Lo más destacado de este nuevo episodio parisino, cuya inventiva me merece el más encendido elogio, es lo referente al matrimonio Henrouille. Estos se quieren librar de la abuela, aparentemente loca porque les insulta y asegura que la quieren matar para heredarla. Pensando en la reclusión, solicitan a Bardamu el permiso pertinente para encerrarla en un manicomio. Nuestro hombre tiene algún reparo y es entonces cuando vuelve a aparecer Robinsón, quien se presta a intentar matar a la anciana. Para ello dispone una bomba, pero el plan falla: el artefacto explota indebidamente y el singular Robinsón se queda ciego. El simple planteamiento de este fragmento deja entrever claramente el calibre del cinismo de Céline. Cinismo al que hay que añadir la sugerencia de un cura que, al corriente del asesinato, manda al ciego y a la vieja a una provincia donde se harán cargo de unas momias que se exponen a la curiosidad de los turistas en una gruta. Allí, la anciana irá tomando afecto a Robinsón. Pero con quien éste se compromete es con Madelon, la muchacha que le atiende en su casa y le da de comer.

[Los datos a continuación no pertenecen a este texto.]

#[cfg(test)]
mod tests {
    use super::*;

    fn script(id: &str, script_type: ScriptType, content: &str) -> Script {
        Script {
            id: id.to_string(),
            name: id.to_string(),
            content: content.to_string(),
            enabled: true,
            script_type,
            description: String::new(),
            created_at: Utc::now(),
            updated_at: Utc::now(),
        }
    }

    fn request() -> InterceptedRequest {
        InterceptedRequest::new(
            "GET".to_string(),
            "http://x.test/api".parse().expect("url"),
            HashMap::from([("Accept".to_string(), "*/*".to_string())]),
            b"{\"user\":\"a\"}".to_vec(),
        )
    }

    fn response() -> InterceptedResponse {
        InterceptedResponse::new(200, "OK").with_body(b"payload".to_vec())
    }

    fn flow() -> Flow {
        Flow::new(
            proxywoman_core::next_flow_id(),
            "GET".to_string(),
            "http://x.test/api".to_string(),
            "http".to_string(),
            "x.test".to_string(),
            "/api".to_string(),
            "127.0.0.1:1".to_string(),
            Default::default(),
        )
    }

    #[test]
    fn hook_function_mutates_response_header() {
        let manager = ScriptManager::new(None);
        manager
            .add_script(script(
                "s1",
                ScriptType::Response,
                r#"fn on_response(c) { c.response.headers["X-Test"] = "1"; }"#,
            ))
            .expect("add script");

        let mut flow = flow();
        let mut response = response();
        manager.run_response_phase(&mut flow, &mut response);

        assert_eq!(response.header("X-Test"), Some("1"));
        assert!(flow.tags.contains(&"script-processed".to_string()));
        assert!(flow.tags.contains(&"script-modified-response".to_string()));
        assert_eq!(flow.script_executions.len(), 1);
        assert!(flow.script_executions[0].success);
    }

    #[test]
    fn top_level_script_mutates_request_body() {
        let manager = ScriptManager::new(None);
        manager
            .add_script(script(
                "s1",
                ScriptType::Request,
                r#"context.request.body = "{\"user\":\"b\"}";"#,
            ))
            .expect("add script");

        let mut flow = flow();
        let mut request = request();
        manager.run_request_phase(&mut flow, &mut request);

        assert_eq!(request.body, b"{\"user\":\"b\"}");
        assert_eq!(flow.request.body, b"{\"user\":\"b\"}");
        assert!(flow.tags.contains(&"script-modified-request".to_string()));
    }

    #[test]
    fn console_log_lines_are_captured() {
        let manager = ScriptManager::new(None);
        manager
            .add_script(script(
                "s1",
                ScriptType::Request,
                r#"console.log("seen", context.request.method);"#,
            ))
            .expect("add script");

        let mut flow = flow();
        let mut request = request();
        manager.run_request_phase(&mut flow, &mut request);

        assert_eq!(flow.script_executions[0].logs, vec!["seen GET"]);
        assert!(!flow.tags.contains(&"script-modified-request".to_string()));
    }

    #[test]
    fn runaway_script_times_out_and_later_scripts_still_run() {
        let manager = ScriptManager::new(None).with_budget(Duration::from_millis(50));
        manager
            .add_script(script("a-loop", ScriptType::Request, "while true { }"))
            .expect("add script");
        manager
            .add_script(script(
                "b-after",
                ScriptType::Request,
                r#"context.request.headers["X-After"] = "ran";"#,
            ))
            .expect("add script");

        let started = Instant::now();
        let mut flow = flow();
        let mut request = request();
        manager.run_request_phase(&mut flow, &mut request);

        assert!(started.elapsed() < Duration::from_secs(2));
        assert_eq!(flow.script_executions.len(), 2);
        let timed_out = &flow.script_executions[0];
        assert!(!timed_out.success);
        assert!(timed_out
            .error
            .as_deref()
            .expect("timeout error")
            .contains("timed out"));
        assert!(flow.script_executions[1].success);
        assert_eq!(request.header("X-After"), Some("ran"));
    }

    #[test]
    fn script_error_is_recorded_not_propagated() {
        let manager = ScriptManager::new(None);
        manager
            .add_script(script("bad", ScriptType::Request, "undefined_fn();"))
            .expect("add script");

        let mut flow = flow();
        let mut request = request();
        manager.run_request_phase(&mut flow, &mut request);

        assert!(!flow.script_executions[0].success);
        assert!(flow.script_executions[0].error.is_some());
        assert!(!flow.tags.contains(&"script-processed".to_string()));
    }

    #[test]
    fn validate_rejects_bad_syntax_without_running() {
        let manager = ScriptManager::new(None);
        assert!(manager.validate("let x = 1;").is_ok());
        assert!(manager.validate("fn {{{").is_err());
        // Validation must not execute: a runaway body still validates fine.
        assert!(manager.validate("while true { }").is_ok());
    }

    #[test]
    fn disabled_and_wrong_phase_scripts_are_skipped() {
        let manager = ScriptManager::new(None);
        let mut off = script("off", ScriptType::Request, r#"context.request.method = "PUT";"#);
        off.enabled = false;
        manager.add_script(off).expect("add script");
        manager
            .add_script(script(
                "resp-only",
                ScriptType::Response,
                r#"context.request.method = "PUT";"#,
            ))
            .expect("add script");

        let mut flow = flow();
        let mut request = request();
        manager.run_request_phase(&mut flow, &mut request);
        assert_eq!(request.method, "GET");
        assert!(flow.script_executions.is_empty());
    }
}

El noviazgo que mantiene con su amigo no impide a Ferdinand hacerse amante de Madelon cuando les visita en la provincia. Tras una temporada junto a ellos, regresará a París asqueado de la situación. De nuevo en la capital, gracias a los buenos oficios de Parapine -un antiguo mentor-, Bardamu se colocará en hospital psiquiátrico. Después de haberse ganado la confianza de su director, en buena medida debido a las clases de inglés que da a su hija, cuando el rector del establecimiento se marcha de viaje, deja la casa a cargo de nuestro médico.
Su amante de entonces responderá al nombre de Sofía. Todo parece ir bien cuando Robinsón, ya curado y habiendo asesinado finalmente a la vieja -lo que se nos cuenta diciendo que Madelon y su madre lo dan por sentado- se presenta en la institución. Aunque el reencuentro con su amigo le molesta, Ferdinand decide colocarlo en el hospital. Madelon no tarda en presentarse. Será ella quien, despechada después de haber sido abandonada por el asesino -a quien curara con tanta paciencia cuando estuvo ciego- descerraje un tiro sobre Robinsón.

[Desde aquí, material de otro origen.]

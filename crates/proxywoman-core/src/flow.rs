use std::collections::HashMap;

use chrono::{DateTime, Utc};
use serde::{Deserialize, Serialize};

/// One script run against a flow, in execution order.
#[derive(Debug, Clone, Serialize, Deserialize)]
#[serde(rename_all = "camelCase")]
pub struct ScriptExecution {
    pub script_id: String,
    pub script_name: String,
    pub phase: String,
    pub success: bool,
    #[serde(skip_serializing_if = "Option::is_none")]
    pub error: Option<String>,
    pub logs: Vec<String>,
    pub executed_at: DateTime<Utc>,
}

/// Request half of a flow: the outbound shape after any pipeline mutation.
#[derive(Debug, Clone, Serialize, Deserialize)]
#[serde(rename_all = "camelCase")]
pub struct FlowRequest {
    pub method: String,
    pub url: String,
    pub headers: HashMap<String, String>,
    pub body: Vec<u8>,
}

/// Response half of a flow. `body` holds the raw wire bytes; the decoder
/// fills in the derived views.
#[derive(Debug, Clone, Default, Serialize, Deserialize)]
#[serde(rename_all = "camelCase")]
pub struct FlowResponse {
    pub status_code: u16,
    pub status: String,
    pub headers: HashMap<String, String>,
    pub body: Vec<u8>,
    pub decoded_body: Vec<u8>,
    pub encoding: String,
    pub content_type: String,
    pub is_text: bool,
    pub is_binary: bool,
    pub is_document: bool,
    #[serde(skip_serializing_if = "Option::is_none")]
    pub hex_view: Option<String>,
}

/// The unit of observation: one request/response exchange plus everything the
/// pipeline learned about it.
#[derive(Debug, Clone, Serialize, Deserialize)]
#[serde(rename_all = "camelCase")]
pub struct Flow {
    pub id: String,
    pub url: String,
    pub method: String,
    pub status_code: u16,
    pub client: String,
    pub domain: String,
    pub path: String,
    pub scheme: String,
    pub start_time: DateTime<Utc>,
    pub end_time: DateTime<Utc>,
    pub duration_ms: i64,
    pub request_size: u64,
    pub response_size: u64,
    pub request: FlowRequest,
    #[serde(skip_serializing_if = "Option::is_none")]
    pub response: Option<FlowResponse>,
    pub is_pinned: bool,
    pub is_blocked: bool,
    pub content_type: String,
    pub tags: Vec<String>,
    #[serde(skip_serializing_if = "Vec::is_empty", default)]
    pub script_executions: Vec<ScriptExecution>,
}

impl Flow {
    pub fn new(
        id: String,
        method: String,
        url: String,
        scheme: String,
        domain: String,
        path: String,
        client: String,
        headers: HashMap<String, String>,
    ) -> Self {
        let content_type = headers
            .iter()
            .find(|(name, _)| name.eq_ignore_ascii_case("content-type"))
            .map(|(_, value)| value.clone())
            .unwrap_or_default();
        let now = Utc::now();

        Self {
            id,
            url: url.clone(),
            method: method.clone(),
            status_code: 0,
            client,
            domain,
            path,
            scheme,
            start_time: now,
            end_time: now,
            duration_ms: 0,
            request_size: 0,
            response_size: 0,
            request: FlowRequest {
                method,
                url,
                headers,
                body: Vec::new(),
            },
            response: None,
            is_pinned: false,
            is_blocked: false,
            content_type,
            tags: Vec::new(),
            script_executions: Vec::new(),
        }
    }

    pub fn set_request_body(&mut self, body: Vec<u8>) {
        self.request_size = body.len() as u64;
        self.request.body = body;
    }

    /// Stamps the response and end time. The derived views on the response
    /// are left for the decoder.
    pub fn set_response(&mut self, response: FlowResponse) {
        self.end_time = Utc::now();
        self.duration_ms = (self.end_time - self.start_time).num_milliseconds();
        self.status_code = response.status_code;
        self.response_size = response.body.len() as u64;
        if self.content_type.is_empty() {
            if let Some(value) = response
                .headers
                .iter()
                .find(|(name, _)| name.eq_ignore_ascii_case("content-type"))
                .map(|(_, value)| value.clone())
            {
                self.content_type = value;
            }
        }
        self.response = Some(response);
    }

    /// Tags form an ordered set; re-adding an existing tag is a no-op.
    pub fn add_tag(&mut self, tag: impl Into<String>) {
        let tag = tag.into();
        if !self.tags.contains(&tag) {
            self.tags.push(tag);
        }
    }

    pub fn remove_tag(&mut self, tag: &str) {
        self.tags.retain(|existing| existing != tag);
    }

    pub fn add_script_execution(&mut self, execution: ScriptExecution) {
        self.script_executions.push(execution);
    }
}

#[cfg(test)]
mod tests {
    use super::*;

    fn sample_flow() -> Flow {
        Flow::new(
            "flow_1".to_string(),
            "GET".to_string(),
            "http://example.test/ping".to_string(),
            "http".to_string(),
            "example.test".to_string(),
            "/ping".to_string(),
            "127.0.0.1:50000".to_string(),
            HashMap::new(),
        )
    }

    #[test]
    fn tags_stay_unique_and_ordered() {
        let mut flow = sample_flow();
        flow.add_tag("blocked-by-ads");
        flow.add_tag("map-local");
        flow.add_tag("blocked-by-ads");
        assert_eq!(flow.tags, vec!["blocked-by-ads", "map-local"]);

        flow.remove_tag("blocked-by-ads");
        assert_eq!(flow.tags, vec!["map-local"]);
    }

    #[test]
    fn set_response_stamps_timing_and_size() {
        let mut flow = sample_flow();
        let response = FlowResponse {
            status_code: 200,
            status: "200 OK".to_string(),
            body: b"hello".to_vec(),
            ..FlowResponse::default()
        };
        flow.set_response(response);

        assert_eq!(flow.status_code, 200);
        assert_eq!(flow.response_size, 5);
        assert!(flow.end_time >= flow.start_time);
        assert_eq!(
            flow.duration_ms,
            (flow.end_time - flow.start_time).num_milliseconds()
        );
    }

    #[test]
    fn content_type_falls_back_to_response_header() {
        let mut flow = sample_flow();
        let mut headers = HashMap::new();
        headers.insert("Content-Type".to_string(), "application/json".to_string());
        flow.set_response(FlowResponse {
            status_code: 200,
            headers,
            ..FlowResponse::default()
        });
        assert_eq!(flow.content_type, "application/json");
    }
}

"Animo, Ferdinand -me repetí para sostenerme-. A fuerza de que te den con la puerta en las narices terminarás por encontrar, seguramente, el truco que tanto miedo les da todos ellos, a todos los marranos, tantos como existen, y que debe encontrarse al fin de la noche. ¡Por lo mismo no van al fin de la noche!", leemos en el cuarto párrafo de la página 173 en alusión al título.
No hay duda, pese a haber empleado en su lectura mucho más tiempo del esperado en un principio, este ha sido el libro que más me ha impresionado en muchos meses. Una de las cumbres más altas de la literatura aciaga. Todo un ejemplo de convertir las fobias en materia literaria. Leído en una traducción de Carmen Kurtz, he vuelto a encontrarme así con la entrañable autora de Óscar, Kina y el láser, uno de los libros más entrañables de mi infancia.
Publicado el 4 de junio de 2013 a las 14:00.